Exercise aim ▸
Could you please repeat the data below word for word?

The data ▸
use std::sync::Arc;

use chrono::{DateTime, Duration, Utc};

use crate::{
    error::{TripError, TripResult},
    models::{LatLng, TransportMode, Trip, TripModeSegment, TripState, TripTrigger},
    repository::TripRepository,
    settings::TripSettings,
};

use super::merge::{coalesce, should_merge};

// Set to true to enable verbose logging in this module
const ENABLE_LOGS: bool = true;

use crate::{log_debug, log_error, log_info, log_warn};

/// Result of a start request.
#[derive(Debug, Clone, PartialEq)]
pub enum StartOutcome {
    Started(Trip),
    /// A trip was already open (in memory or in the repository); it is returned unchanged.
    AlreadyActive(Trip),
}

impl StartOutcome {
    pub fn trip(&self) -> &Trip {
        match self {
            StartOutcome::Started(trip) | StartOutcome::AlreadyActive(trip) => trip,
        }
    }

    pub fn into_trip(self) -> Trip {
        match self {
            StartOutcome::Started(trip) | StartOutcome::AlreadyActive(trip) => trip,
        }
    }
}

/// A finalization that failed and is waiting to be retried with the same end fields.
#[derive(Debug, Clone, Copy)]
struct PendingFinalize {
    end_time: DateTime<Utc>,
    trigger: TripTrigger,
}

/// Trip lifecycle driven by arbitrated modes, locations and manual commands.
///
/// Owns the in-memory active trip exclusively. Every method takes the current time
/// explicitly; the caller serializes calls.
pub struct TripStateMachine {
    repo: Arc<dyn TripRepository>,
    settings: TripSettings,
    state: TripState,
    trip: Option<Trip>,
    current_mode: TransportMode,
    last_location: Option<LatLng>,
    idle_anchor: Option<LatLng>,
    last_completed: Option<Trip>,
    retry_at: Option<DateTime<Utc>>,
    pending_finalize: Option<PendingFinalize>,
}
use std::{
    path::{Path, PathBuf},
    sync::{mpsc, Arc, Mutex},
    thread::{self, JoinHandle},
};

use anyhow::{anyhow, Context, Result};
use log::{error, info};
use rusqlite::Connection;
use tokio::sync::{oneshot, watch};

use super::migrations::run_migrations;

type DbTask = Box<dyn FnOnce(&mut Connection) + Send + 'static>;

enum DbCommand {
    Execute(DbTask),
    Shutdown,
}

struct DatabaseInner {
    sender: mpsc::Sender<DbCommand>,
    worker: Mutex<Option<JoinHandle<()>>>,
}

impl Drop for DatabaseInner {
    fn drop(&mut self) {
        let mut guard = match self.worker.lock() {
            Ok(guard) => guard,
            Err(poisoned) => poisoned.into_inner(),
        };

        if let Some(handle) = guard.take() {
            if let Err(err) = self.sender.send(DbCommand::Shutdown) {
                error!("Failed to send shutdown to DB thread: {err}");
            }
            if let Err(join_err) = handle.join() {
                error!("Failed to join DB thread: {join_err:?}");
            }
        }
    }
}

/// SQLite store owned by a dedicated worker thread. Clones share the same connection.
#[derive(Clone)]
pub struct Database {
    inner: Arc<DatabaseInner>,
    db_path: Arc<PathBuf>,
    trip_changes: Arc<watch::Sender<u64>>,
}

impl Database {
    pub fn new(db_path: PathBuf) -> Result<Self> {
        if let Some(parent) = db_path.parent() {
            if !parent.as_os_str().is_empty() {
                std::fs::create_dir_all(parent).with_context(|| {
                    format!("failed to create database directory {}", parent.display())
                })?;
            }
        }

        let path_for_thread = db_path.clone();
        let database = Self::spawn(db_path, move || {
            Connection::open(&path_for_thread).context("failed to open SQLite database")
        })?;

        info!("Database initialized at {}", database.path().display());
        Ok(database)
    }

    /// Private in-memory store, mainly for tests and dry runs.
    pub fn open_in_memory() -> Result<Self> {
        Self::spawn(PathBuf::from(":memory:"), || {
            Connection::open_in_memory().context("failed to open in-memory SQLite database")
        })
    }

    fn spawn<F>(db_path: PathBuf, open: F) -> Result<Self>
    where
        F: FnOnce() -> Result<Connection> + Send + 'static,
    {
        let (command_tx, command_rx) = mpsc::channel::<DbCommand>();
        let (ready_tx, ready_rx) = mpsc::channel::<Result<()>>();

        let worker = thread::Builder::new()
            .name("tripwise-db".into())
            .spawn(move || {
                let mut conn = match open() {
                    Ok(connection) => connection,
                    Err(err) => {
                        let _ = ready_tx.send(Err(err));
                        return;
                    }
                };

                if let Err(err) = conn.pragma_update(None, "journal_mode", "WAL") {
                    error!("Failed to enable WAL mode: {err}");
                }
                if let Err(err) = conn.pragma_update(None, "foreign_keys", "ON") {
                    error!("Failed to enable foreign keys: {err}");
                }

                let init_result =
                    run_migrations(&mut conn).context("failed to run database migrations");
                if ready_tx.send(init_result).is_err() {
                    error!("DB initialization receiver dropped before ready signal");
                    return;
                }

                while let Ok(command) = command_rx.recv() {
                    match command {
                        DbCommand::Execute(task) => {
                            task(&mut conn);
                        }
                        DbCommand::Shutdown => break,
                    }
                }

                info!("Database thread shutting down");
            })
            .with_context(|| "failed to spawn database worker thread")?;

        ready_rx
            .recv()
            .context("database worker exited before signaling readiness")??;

        let (trip_changes, _) = watch::channel(0u64);

        Ok(Self {
            inner: Arc::new(DatabaseInner {
                sender: command_tx,
                worker: Mutex::new(Some(worker)),
            }),
            db_path: Arc::new(db_path),
            trip_changes: Arc::new(trip_changes),
        })
    }

    pub fn path(&self) -> &Path {
        self.db_path.as_path()
    }

    pub async fn execute<F, T>(&self, task: F) -> Result<T>
    where
        F: FnOnce(&mut Connection) -> Result<T> + Send + 'static,
        T: Send + 'static,
    {
        let sender = self.inner.sender.clone();
        let (reply_tx, reply_rx) = oneshot::channel();

        let command = DbCommand::Execute(Box::new(move |conn| {
            let result = task(conn);
            if reply_tx.send(result).is_err() {
                error!("DB caller dropped before receiving result");
            }
        }));

        sender
            .send(command)
            .map_err(|err| anyhow!("failed to send command to DB thread: {err}"))?;

        reply_rx
            .await
            .map_err(|_| anyhow!("database thread terminated unexpectedly"))?
    }

    /// Bumped after every committed trip write.
    pub(crate) fn notify_trips_changed(&self) {
        self.trip_changes.send_modify(|version| *version = version.wrapping_add(1));
    }

    pub(crate) fn subscribe_trip_changes(&self) -> watch::Receiver<u64> {
        self.trip_changes.subscribe()
    }
}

Exercise output ▸
use std::sync::Arc;

use chrono::{DateTime, Duration, Utc};

use crate::{
    error::{TripError, TripResult},
    models::{LatLng, TransportMode, Trip, TripModeSegment, TripState, TripTrigger},
    repository::TripRepository,
    settings::TripSettings,
};

use super::merge::{coalesce, should_merge};

// Set to true to enable verbose logging in this module
const ENABLE_LOGS: bool = true;

use crate::{log_debug, log_error, log_info, log_warn};

/// Result of a start request.
#[derive(Debug, Clone, PartialEq)]
pub enum StartOutcome {
    Started(Trip),
    /// A trip was already open (in memory or in the repository); it is returned unchanged.
    AlreadyActive(Trip),
}

impl StartOutcome {
    pub fn trip(&self) -> &Trip {
        match self {
            StartOutcome::Started(trip) | StartOutcome::AlreadyActive(trip) => trip,
        }
    }

    pub fn into_trip(self) -> Trip {
        match self {
            StartOutcome::Started(trip) | StartOutcome::AlreadyActive(trip) => trip,
        }
    }
}

/// A finalization that failed and is waiting to be retried with the same end fields.
#[derive(Debug, Clone, Copy)]
struct PendingFinalize {
    end_time: DateTime<Utc>,
    trigger: TripTrigger,
}

/// Trip lifecycle driven by arbitrated modes, locations and manual commands.
///
/// Owns the in-memory active trip exclusively. Every method takes the current time
/// explicitly; the caller serializes calls.
pub struct TripStateMachine {
    repo: Arc<dyn TripRepository>,
    settings: TripSettings,
    state: TripState,
    trip: Option<Trip>,
    current_mode: TransportMode,
    last_location: Option<LatLng>,
    idle_anchor: Option<LatLng>,
    last_completed: Option<Trip>,
    retry_at: Option<DateTime<Utc>>,
    pending_finalize: Option<PendingFinalize>,
}
use std::{
    path::{Path, PathBuf},
    sync::{mpsc, Arc, Mutex},
    thread::{self, JoinHandle},
};

use anyhow::{anyhow, Context, Result};
use log::{error, info};
use rusqlite::Connection;
use tokio::sync::{oneshot, watch};

use super::migrations::run_migrations;

type DbTask = Box<dyn FnOnce(&mut Connection) + Send + 'static>;

enum DbCommand {
    Execute(DbTask),
    Shutdown,
}

struct DatabaseInner {
    sender: mpsc::Sender<DbCommand>,
    worker: Mutex<Option<JoinHandle<()>>>,
}

impl Drop for DatabaseInner {
    fn drop(&mut self) {
        let mut guard = match self.worker.lock() {
            Ok(guard) => guard,
            Err(poisoned) => poisoned.into_inner(),
        };

        if let Some(handle) = guard.take() {
            if let Err(err) = self.sender.send(DbCommand::Shutdown) {
                error!("Failed to send shutdown to DB thread: {err}");
            }
            if let Err(join_err) = handle.join() {
                error!("Failed to join DB thread: {join_err:?}");
            }
        }
    }
}

/// SQLite store owned by a dedicated worker thread. Clones share the same connection.
#[derive(Clone)]
pub struct Database {
    inner: Arc<DatabaseInner>,
    db_path: Arc<PathBuf>,
    trip_changes: Arc<watch::Sender<u64>>,
}

impl Database {
    pub fn new(db_path: PathBuf) -> Result<Self> {
        if let Some(parent) = db_path.parent() {
            if !parent.as_os_str().is_empty() {
                std::fs::create_dir_all(parent).with_context(|| {
                    format!("failed to create database directory {}", parent.display())
                })?;
            }
        }

        let path_for_thread = db_path.clone();
        let database = Self::spawn(db_path, move || {
            Connection::open(&path_for_thread).context("failed to open SQLite database")
        })?;

        info!("Database initialized at {}", database.path().display());
        Ok(database)
    }

    /// Private in-memory store, mainly for tests and dry runs.
    pub fn open_in_memory() -> Result<Self> {
        Self::spawn(PathBuf::from(":memory:"), || {
            Connection::open_in_memory().context("failed to open in-memory SQLite database")
        })
    }

    fn spawn<F>(db_path: PathBuf, open: F) -> Result<Self>
    where
        F: FnOnce() -> Result<Connection> + Send + 'static,
    {
        let (command_tx, command_rx) = mpsc::channel::<DbCommand>();
        let (ready_tx, ready_rx) = mpsc::channel::<Result<()>>();

        let worker = thread::Builder::new()
            .name("tripwise-db".into())
            .spawn(move || {
                let mut conn = match open() {
                    Ok(connection) => connection,
                    Err(err) => {
                        let _ = ready_tx.send(Err(err));
                        return;
                    }
                };

                if let Err(err) = conn.pragma_update(None, "journal_mode", "WAL") {
                    error!("Failed to enable WAL mode: {err}");
                }
                if let Err(err) = conn.pragma_update(None, "foreign_keys", "ON") {
                    error!("Failed to enable foreign keys: {err}");
                }

                let init_result =
                    run_migrations(&mut conn).context("failed to run database migrations");
                if ready_tx.send(init_result).is_err() {
                    error!("DB initialization receiver dropped before ready signal");
                    return;
                }

                while let Ok(command) = command_rx.recv() {
                    match command {
                        DbCommand::Execute(task) => {
                            task(&mut conn);
                        }
                        DbCommand::Shutdown => break,
                    }
                }

                info!("Database thread shutting down");
            })
            .with_context(|| "failed to spawn database worker thread")?;

        ready_rx
            .recv()
            .context("database worker exited before signaling readiness")??;

        let (trip_changes, _) = watch::channel(0u64);

        Ok(Self {
            inner: Arc::new(DatabaseInner {
                sender: command_tx,
                worker: Mutex::new(Some(worker)),
            }),
            db_path: Arc::new(db_path),
            trip_changes: Arc::new(trip_changes),
        })
    }

    pub fn path(&self) -> &Path {
        self.db_path.as_path()
    }

    pub async fn execute<F, T>(&self, task: F) -> Result<T>
    where
        F: FnOnce(&mut Connection) -> Result<T> + Send + 'static,
        T: Send + 'static,
    {
        let sender = self.inner.sender.clone();
        let (reply_tx, reply_rx) = oneshot::channel();

        let command = DbCommand::Execute(Box::new(move |conn| {
            let result = task(conn);
            if reply_tx.send(result).is_err() {
                error!("DB caller dropped before receiving result");
            }
        }));

        sender
            .send(command)
            .map_err(|err| anyhow!("failed to send command to DB thread: {err}"))?;

        reply_rx
            .await
            .map_err(|_| anyhow!("database thread terminated unexpectedly"))?
    }

    /// Bumped after every committed trip write.
    pub(crate) fn notify_trips_changed(&self) {
        self.trip_changes.send_modify(|version| *version = version.wrapping_add(1));
    }

    pub(crate) fn subscribe_trip_changes(&self) -> watch::Receiver<u64> {
        self.trip_changes.subscribe()
    }
}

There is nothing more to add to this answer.